Write each line again exactly as it is, from the opening line of the records below through the one containing "pub enum LogLevel", and add nothing.

## INFORMATION PROVIDED
—————

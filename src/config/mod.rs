//! Configuration
//!
//! Closed set of recognised keys, loadable from a TOML file, overridden by
//! `UDB_<NAME>` environment variables and finally by CLI flags. Empty
//! strings mean "unset" for the optional keys, mirroring how the deployment
//! tooling writes its config files.

use std::path::{Path, PathBuf};

use clap::Parser;
use serde::{Deserialize, Serialize};

use crate::error::{Result, UdbError};

mod validator;

pub use validator::ConfigValidator;

/// Log verbosity of the process.
#[derive(Debug, Clone, Copy, PartialEq, Eq, Serialize, Deserialize, clap::ValueEnum)]
#[serde(rename_all = "UPPERCASE")]
pub enum LogLevel {
    Error,
    Warn,
    Info,
    Debug,
}

impl LogLevel {
    pub fn as_filter(self) -> &'static str {
        match self {
            LogLevel::Error => "udb=error",
            LogLevel::Warn => "udb=warn",
            LogLevel::Info => "udb=info",
            LogLevel::Debug => "udb=debug",
        }
    }
}

/// Application configuration. Keys are kebab-case in files and
/// `UDB_UPPER_SNAKE` in the environment.
#[derive(Debug, Clone, Serialize, Deserialize)]
#[serde(rename_all = "kebab-case", default)]
pub struct Config {
    pub server_host: String,
    pub server_port: u16,
    pub log_file: String,
    pub log_access_file: String,
    pub log_level: LogLevel,
    pub debug: bool,
    /// Drop privileges to this user after binding
    pub user: String,
    pub group: String,
    pub umask: String,
    pub header_name: String,
    pub header_logo: String,
    pub footer_name: String,
    pub footer_url: String,
    pub favicon: String,
    pub welcome_msg: String,
    /// Failed-attempt threshold per tumbling window; 0 disables
    pub rate_limit: u32,
    pub rate_limit_dir: String,
    pub session_dir: String,
    pub db_uri: String,
    pub admin_user: String,
    /// Pre-hashed admin password (argon2 or `{SSHA}`); empty keeps the
    /// built-in default credential
    pub admin_password: String,
    pub ldap_uri: String,
    pub ldap_base_dn: String,
    pub ldap_bind_dn: String,
    pub ldap_bind_password: String,
    pub ldap_username_attribute: String,
    pub ldap_fullname_attribute: Vec<String>,
    pub ldap_email_attribute: String,
    pub ldap_required_group: String,
    pub ldap_admin_group: Vec<String>,
    pub ldap_dnszone_mgmt_group: Vec<String>,
    pub ldap_subnet_mgmt_group: Vec<String>,
    pub ldap_user_group: Vec<String>,
    pub ldap_guest_group: Vec<String>,
    pub smtp_server: String,
    pub smtp_username: String,
    pub smtp_password: String,
    pub smtp_encryption: String,
    pub smtp_from: String,
    pub notification_catch_all_email: String,
}

impl Default for Config {
    fn default() -> Self {
        Self {
            server_host: "127.0.0.1".to_string(),
            server_port: 8080,
            log_file: String::new(),
            log_access_file: String::new(),
            log_level: LogLevel::Info,
            debug: false,
            user: String::new(),
            group: String::new(),
            umask: String::new(),
            header_name: "UDB".to_string(),
            header_logo: String::new(),
            footer_name: String::new(),
            footer_url: String::new(),
            favicon: String::new(),
            welcome_msg: String::new(),
            rate_limit: 20,
            rate_limit_dir: String::new(),
            session_dir: String::new(),
            db_uri: "data.db".to_string(),
            admin_user: "admin".to_string(),
            admin_password: String::new(),
            ldap_uri: String::new(),
            ldap_base_dn: String::new(),
            ldap_bind_dn: String::new(),
            ldap_bind_password: String::new(),
            ldap_username_attribute: "uid".to_string(),
            ldap_fullname_attribute: vec!["displayName".to_string()],
            ldap_email_attribute: "mail".to_string(),
            ldap_required_group: String::new(),
            ldap_admin_group: Vec::new(),
            ldap_dnszone_mgmt_group: Vec::new(),
            ldap_subnet_mgmt_group: Vec::new(),
            ldap_user_group: Vec::new(),
            ldap_guest_group: Vec::new(),
            smtp_server: String::new(),
            smtp_username: String::new(),
            smtp_password: String::new(),
            smtp_encryption: String::new(),
            smtp_from: String::new(),
            notification_catch_all_email: String::new(),
        }
    }
}

impl Config {
    /// Load configuration from a file, apply environment overrides and
    /// validate.
    pub fn load(path: &Path) -> Result<Self> {
        if !path.exists() {
            return Err(UdbError::ConfigNotFound {
                path: path.to_path_buf(),
            });
        }
        let content = std::fs::read_to_string(path).map_err(|e| UdbError::Io {
            source: e,
            context: format!("Failed to read config file: {:?}", path),
        })?;
        let mut config: Config = toml::from_str(&content)?;
        config.apply_env_overrides();
        ConfigValidator::validate(&config)?;
        Ok(config)
    }

    /// Defaults plus environment overrides, for deployments with no file.
    pub fn from_env() -> Result<Self> {
        let mut config = Config::default();
        config.apply_env_overrides();
        ConfigValidator::validate(&config)?;
        Ok(config)
    }

    /// Apply environment variable overrides in the form
    /// `UDB_SERVER_PORT=8080`. Unknown keys are logged and ignored.
    pub fn apply_env_overrides(&mut self) {
        for (key, value) in std::env::vars() {
            if let Some(name) = key.strip_prefix("UDB_") {
                if let Err(e) = self.set_value(&name.to_lowercase().replace('_', "-"), &value) {
                    tracing::warn!("Failed to apply env override {}: {}", key, e);
                }
            }
        }
    }

    /// Set one configuration key from its textual form, keeping the key's
    /// original type. Lists split on commas.
    pub fn set_value(&mut self, key: &str, raw: &str) -> Result<()> {
        let mut table = match toml::Value::try_from(&*self) {
            Ok(toml::Value::Table(table)) => table,
            _ => return Err(UdbError::Config("configuration is not a table".to_string())),
        };
        let current = table
            .get(key)
            .ok_or_else(|| UdbError::Config(format!("unknown configuration key `{key}`")))?;
        let parsed = match current {
            toml::Value::Boolean(_) => toml::Value::Boolean(
                matches!(raw.to_lowercase().as_str(), "1" | "true" | "yes" | "on"),
            ),
            toml::Value::Integer(_) => toml::Value::Integer(raw.parse().map_err(|_| {
                UdbError::Config(format!("cannot parse `{raw}` as a number for `{key}`"))
            })?),
            toml::Value::Array(_) => toml::Value::Array(
                raw.split(',')
                    .map(str::trim)
                    .filter(|v| !v.is_empty())
                    .map(|v| toml::Value::String(v.to_string()))
                    .collect(),
            ),
            _ => toml::Value::String(raw.to_string()),
        };
        table.insert(key.to_string(), parsed);
        *self = toml::Value::Table(table)
            .try_into()
            .map_err(|e: toml::de::Error| UdbError::Config(e.to_string()))?;
        Ok(())
    }

    /// Fold CLI flags over the loaded configuration.
    pub fn merge_args(&mut self, args: &Args) {
        if args.debug {
            self.debug = true;
            self.log_level = LogLevel::Debug;
        }
        if let Some(host) = &args.server_host {
            self.server_host = host.clone();
        }
        if let Some(port) = args.server_port {
            self.server_port = port;
        }
        if let Some(log_file) = &args.log_file {
            self.log_file = log_file.clone();
        }
        if let Some(level) = args.log_level {
            self.log_level = level;
        }
        if let Some(db_uri) = &args.db_uri {
            self.db_uri = db_uri.clone();
        }
        if let Some(rate_limit) = args.rate_limit {
            self.rate_limit = rate_limit;
        }
    }

    /// Filesystem path of the SQLite database: either a plain path or a
    /// `sqlite://` URI.
    pub fn db_path(&self) -> PathBuf {
        let raw = self
            .db_uri
            .strip_prefix("sqlite://")
            .unwrap_or(&self.db_uri);
        PathBuf::from(raw)
    }

    /// Default configuration file location.
    pub fn default_path() -> Result<PathBuf> {
        let config_dir = dirs::config_dir()
            .ok_or_else(|| UdbError::Config("Cannot determine config directory".to_string()))?;
        Ok(config_dir.join("udb").join("config.toml"))
    }
}

/// CLI flags recognised by the status binary and embedding dispatchers.
#[derive(Parser, Debug, Default)]
#[command(
    name = "udb",
    version,
    about = "IPAM consistency core: network inventory with audit trail, rules and search"
)]
pub struct Args {
    /// Configuration file path
    #[arg(short = 'f', long, value_name = "FILE")]
    pub config: Option<PathBuf>,

    /// Enable debug mode; forces the DEBUG log level
    #[arg(short, long)]
    pub debug: bool,

    /// IP address to listen on
    #[arg(long, value_name = "IP")]
    pub server_host: Option<String>,

    /// Port to listen on
    #[arg(long, value_name = "PORT")]
    pub server_port: Option<u16>,

    /// Location of the log file
    #[arg(long, value_name = "FILE")]
    pub log_file: Option<String>,

    /// Log level
    #[arg(long, value_enum)]
    pub log_level: Option<LogLevel>,

    /// Location of the database, a file path or sqlite:// URI
    #[arg(long, value_name = "URI")]
    pub db_uri: Option<String>,

    /// Failed-attempt threshold per rate-limit window
    #[arg(long, value_name = "N")]
    pub rate_limit: Option<u32>,
}

#[cfg(test)]
mod tests {
    use super::*;

    #[test]
    fn test_defaults() {
        let config = Config::default();
        assert_eq!(config.server_host, "127.0.0.1");
        assert_eq!(config.server_port, 8080);
        assert_eq!(config.rate_limit, 20);
        assert_eq!(config.admin_user, "admin");
        assert_eq!(config.log_level, LogLevel::Info);
    }

    #[test]
    fn test_set_value_keeps_types() {
        let mut config = Config::default();
        config.set_value("server-port", "9090").unwrap();
        assert_eq!(config.server_port, 9090);

        config.set_value("debug", "true").unwrap();
        assert!(config.debug);

        config.set_value("ldap-admin-group", "net-admins, sysadmins").unwrap();
        assert_eq!(config.ldap_admin_group, vec!["net-admins", "sysadmins"]);

        assert!(config.set_value("server-port", "not-a-port").is_err());
        assert!(config.set_value("no-such-key", "x").is_err());
    }

    #[test]
    fn test_db_path_accepts_uri_and_plain() {
        let mut config = Config::default();
        config.db_uri = "sqlite:///srv/udb/file.db".to_string();
        assert_eq!(config.db_path(), PathBuf::from("/srv/udb/file.db"));
        config.db_uri = "/srv/udb/file.db".to_string();
        assert_eq!(config.db_path(), PathBuf::from("/srv/udb/file.db"));
    }

    #[test]
    fn test_merge_args() {
        let mut config = Config::default();
        let args = Args {
            debug: true,
            server_port: Some(8888),
            db_uri: Some("test.db".to_string()),
            ..Default::default()
        };
        config.merge_args(&args);
        assert!(config.debug);
        assert_eq!(config.log_level, LogLevel::Debug);
        assert_eq!(config.server_port, 8888);
        assert_eq!(config.db_uri, "test.db");
    }

    #[test]
    fn test_load_from_toml() {
        let dir = tempfile::TempDir::new().unwrap();
        let path = dir.path().join("config.toml");
        std::fs::write(
            &path,
            "server-port = 9999\nlog-level = \"DEBUG\"\nrate-limit = 5\nheader-name = \"BFH IPAM\"\n",
        )
        .unwrap();
        let config = Config::load(&path).unwrap();
        assert_eq!(config.server_port, 9999);
        assert_eq!(config.log_level, LogLevel::Debug);
        assert_eq!(config.rate_limit, 5);
        assert_eq!(config.header_name, "BFH IPAM");
    }

    #[test]
    fn test_load_missing_file() {
        match Config::load(Path::new("/nonexistent/config.toml")) {
            Err(UdbError::ConfigNotFound { .. }) => {}
            other => panic!("unexpected result {other:?}"),
        }
    }
}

—————

## ANSWER TO THIS PROBLEM
filename src/config/mod.rs
//! Configuration
//!
//! Closed set of recognised keys, loadable from a TOML file, overridden by
//! `UDB_<NAME>` environment variables and finally by CLI flags. Empty
//! strings mean "unset" for the optional keys, mirroring how the deployment
//! tooling writes its config files.

use std::path::{Path, PathBuf};

use clap::Parser;
use serde::{Deserialize, Serialize};

use crate::error::{Result, UdbError};

mod validator;

pub use validator::ConfigValidator;

/// Log verbosity of the process.
#[derive(Debug, Clone, Copy, PartialEq, Eq, Serialize, Deserialize, clap::ValueEnum)]
#[serde(rename_all = "UPPERCASE")]
pub enum LogLevel {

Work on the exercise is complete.